__Directions__.
Look through the entries below and report every line that has "GameplayTagContainer".

════════════════

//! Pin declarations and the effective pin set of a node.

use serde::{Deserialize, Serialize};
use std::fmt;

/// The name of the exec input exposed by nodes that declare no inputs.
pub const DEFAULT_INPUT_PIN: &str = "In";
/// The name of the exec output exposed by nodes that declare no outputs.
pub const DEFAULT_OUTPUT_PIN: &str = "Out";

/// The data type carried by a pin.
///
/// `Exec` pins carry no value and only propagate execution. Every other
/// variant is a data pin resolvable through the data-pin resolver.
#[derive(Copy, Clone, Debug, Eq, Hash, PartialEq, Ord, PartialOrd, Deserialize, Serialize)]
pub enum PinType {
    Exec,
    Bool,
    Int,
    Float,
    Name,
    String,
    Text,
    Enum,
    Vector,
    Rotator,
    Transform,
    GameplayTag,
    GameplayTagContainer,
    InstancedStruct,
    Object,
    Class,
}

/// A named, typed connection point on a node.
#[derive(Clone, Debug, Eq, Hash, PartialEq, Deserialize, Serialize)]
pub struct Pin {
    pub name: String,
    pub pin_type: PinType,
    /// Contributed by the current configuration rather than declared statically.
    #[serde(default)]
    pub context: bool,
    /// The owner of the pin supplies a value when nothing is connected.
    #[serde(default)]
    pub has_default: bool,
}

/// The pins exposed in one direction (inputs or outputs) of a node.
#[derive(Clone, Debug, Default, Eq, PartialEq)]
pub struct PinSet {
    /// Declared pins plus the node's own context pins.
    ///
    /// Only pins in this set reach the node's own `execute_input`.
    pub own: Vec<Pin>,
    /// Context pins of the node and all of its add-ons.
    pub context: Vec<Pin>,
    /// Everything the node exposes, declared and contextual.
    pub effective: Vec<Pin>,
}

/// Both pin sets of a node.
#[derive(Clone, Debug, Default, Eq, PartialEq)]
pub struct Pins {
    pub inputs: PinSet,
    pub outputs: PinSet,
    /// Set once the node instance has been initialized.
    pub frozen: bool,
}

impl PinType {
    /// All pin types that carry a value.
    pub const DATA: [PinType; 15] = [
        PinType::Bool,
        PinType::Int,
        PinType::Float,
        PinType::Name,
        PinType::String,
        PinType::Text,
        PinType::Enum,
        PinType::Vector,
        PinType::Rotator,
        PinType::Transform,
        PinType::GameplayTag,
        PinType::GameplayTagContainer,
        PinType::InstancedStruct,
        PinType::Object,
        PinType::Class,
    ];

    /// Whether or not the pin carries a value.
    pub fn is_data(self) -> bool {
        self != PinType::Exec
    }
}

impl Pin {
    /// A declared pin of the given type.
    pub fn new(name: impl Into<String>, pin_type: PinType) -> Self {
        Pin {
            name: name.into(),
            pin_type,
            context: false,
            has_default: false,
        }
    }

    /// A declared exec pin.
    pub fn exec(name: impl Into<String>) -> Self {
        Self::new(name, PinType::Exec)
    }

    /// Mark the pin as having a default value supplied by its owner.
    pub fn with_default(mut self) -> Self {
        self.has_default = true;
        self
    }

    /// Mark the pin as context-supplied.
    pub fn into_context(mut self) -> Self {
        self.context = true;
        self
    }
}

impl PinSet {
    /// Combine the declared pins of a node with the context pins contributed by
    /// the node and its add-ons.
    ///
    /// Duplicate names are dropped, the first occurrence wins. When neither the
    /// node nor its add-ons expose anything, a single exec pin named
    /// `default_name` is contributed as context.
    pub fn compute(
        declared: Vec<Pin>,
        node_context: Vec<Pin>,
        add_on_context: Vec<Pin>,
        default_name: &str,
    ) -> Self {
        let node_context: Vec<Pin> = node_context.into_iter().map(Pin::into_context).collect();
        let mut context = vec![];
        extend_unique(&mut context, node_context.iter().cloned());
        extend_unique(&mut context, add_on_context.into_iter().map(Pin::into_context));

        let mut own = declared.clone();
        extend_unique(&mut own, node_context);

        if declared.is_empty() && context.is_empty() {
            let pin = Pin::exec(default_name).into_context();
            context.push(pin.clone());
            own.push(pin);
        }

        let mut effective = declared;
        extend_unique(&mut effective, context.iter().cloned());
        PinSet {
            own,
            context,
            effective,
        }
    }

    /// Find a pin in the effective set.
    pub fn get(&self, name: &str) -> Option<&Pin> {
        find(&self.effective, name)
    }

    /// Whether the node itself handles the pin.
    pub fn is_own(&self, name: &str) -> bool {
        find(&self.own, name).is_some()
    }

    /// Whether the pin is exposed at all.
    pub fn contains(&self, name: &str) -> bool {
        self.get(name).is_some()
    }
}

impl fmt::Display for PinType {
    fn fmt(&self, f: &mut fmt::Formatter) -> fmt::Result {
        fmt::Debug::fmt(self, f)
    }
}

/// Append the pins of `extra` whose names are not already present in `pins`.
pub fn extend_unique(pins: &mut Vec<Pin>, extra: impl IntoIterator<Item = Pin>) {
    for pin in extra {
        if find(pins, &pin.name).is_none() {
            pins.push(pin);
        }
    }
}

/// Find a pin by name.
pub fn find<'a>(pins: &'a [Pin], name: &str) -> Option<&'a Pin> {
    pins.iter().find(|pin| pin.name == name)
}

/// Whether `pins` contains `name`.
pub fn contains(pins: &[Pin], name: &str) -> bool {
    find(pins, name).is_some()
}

════════════════

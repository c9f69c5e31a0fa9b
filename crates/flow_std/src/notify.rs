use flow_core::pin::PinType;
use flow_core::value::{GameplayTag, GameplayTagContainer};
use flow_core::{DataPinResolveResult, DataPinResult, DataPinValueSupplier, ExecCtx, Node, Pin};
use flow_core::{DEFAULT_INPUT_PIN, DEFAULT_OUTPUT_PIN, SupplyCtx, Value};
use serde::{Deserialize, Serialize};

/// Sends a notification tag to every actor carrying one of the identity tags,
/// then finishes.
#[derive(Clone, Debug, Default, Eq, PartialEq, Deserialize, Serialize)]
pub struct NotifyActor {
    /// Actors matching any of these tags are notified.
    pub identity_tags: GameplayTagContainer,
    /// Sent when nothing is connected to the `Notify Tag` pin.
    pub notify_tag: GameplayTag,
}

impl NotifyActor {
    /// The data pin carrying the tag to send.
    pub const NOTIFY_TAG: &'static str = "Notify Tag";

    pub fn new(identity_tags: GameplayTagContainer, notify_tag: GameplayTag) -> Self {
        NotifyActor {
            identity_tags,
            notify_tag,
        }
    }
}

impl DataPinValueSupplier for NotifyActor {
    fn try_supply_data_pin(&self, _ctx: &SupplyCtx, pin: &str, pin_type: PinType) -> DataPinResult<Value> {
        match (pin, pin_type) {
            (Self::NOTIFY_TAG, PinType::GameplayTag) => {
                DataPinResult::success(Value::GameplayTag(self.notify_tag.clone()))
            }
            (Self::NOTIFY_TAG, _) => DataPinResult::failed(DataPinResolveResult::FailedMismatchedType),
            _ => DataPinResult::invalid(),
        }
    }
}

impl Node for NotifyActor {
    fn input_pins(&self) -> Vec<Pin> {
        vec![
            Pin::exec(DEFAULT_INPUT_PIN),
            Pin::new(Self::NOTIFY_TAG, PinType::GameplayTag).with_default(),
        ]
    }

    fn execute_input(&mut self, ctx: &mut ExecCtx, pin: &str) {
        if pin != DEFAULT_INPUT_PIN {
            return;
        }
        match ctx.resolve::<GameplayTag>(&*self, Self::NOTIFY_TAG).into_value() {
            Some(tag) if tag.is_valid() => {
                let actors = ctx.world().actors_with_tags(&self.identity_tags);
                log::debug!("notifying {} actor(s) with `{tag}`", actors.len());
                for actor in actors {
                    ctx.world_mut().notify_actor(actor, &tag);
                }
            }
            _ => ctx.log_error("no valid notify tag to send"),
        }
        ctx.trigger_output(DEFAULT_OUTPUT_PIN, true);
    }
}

════════════════

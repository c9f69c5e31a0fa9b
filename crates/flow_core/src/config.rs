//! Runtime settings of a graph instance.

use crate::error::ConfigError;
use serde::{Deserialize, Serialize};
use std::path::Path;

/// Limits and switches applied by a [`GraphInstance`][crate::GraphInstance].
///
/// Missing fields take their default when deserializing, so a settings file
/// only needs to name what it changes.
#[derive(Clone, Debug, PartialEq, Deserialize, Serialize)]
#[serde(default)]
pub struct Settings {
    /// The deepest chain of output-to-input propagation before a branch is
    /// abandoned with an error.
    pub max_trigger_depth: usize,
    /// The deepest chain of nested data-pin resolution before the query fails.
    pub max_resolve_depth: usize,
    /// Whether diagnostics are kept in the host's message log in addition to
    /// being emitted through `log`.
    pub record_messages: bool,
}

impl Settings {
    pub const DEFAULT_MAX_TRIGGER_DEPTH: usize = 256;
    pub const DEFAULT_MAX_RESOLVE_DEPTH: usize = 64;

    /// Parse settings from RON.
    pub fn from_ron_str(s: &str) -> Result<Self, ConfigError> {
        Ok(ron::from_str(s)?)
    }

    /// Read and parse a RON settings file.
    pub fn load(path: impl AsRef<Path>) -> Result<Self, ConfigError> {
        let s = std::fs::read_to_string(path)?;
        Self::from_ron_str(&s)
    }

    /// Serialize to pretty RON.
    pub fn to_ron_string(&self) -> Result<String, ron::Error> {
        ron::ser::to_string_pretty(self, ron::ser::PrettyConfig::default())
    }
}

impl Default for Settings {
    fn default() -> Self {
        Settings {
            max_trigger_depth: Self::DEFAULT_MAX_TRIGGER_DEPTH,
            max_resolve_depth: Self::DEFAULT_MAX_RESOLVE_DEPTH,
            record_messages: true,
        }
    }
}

════════════════

__Reply__.
    GameplayTagContainer,
        PinType::GameplayTagContainer,
use flow_core::value::{GameplayTag, GameplayTagContainer};
    pub identity_tags: GameplayTagContainer,
    pub fn new(identity_tags: GameplayTagContainer, notify_tag: GameplayTag) -> Self {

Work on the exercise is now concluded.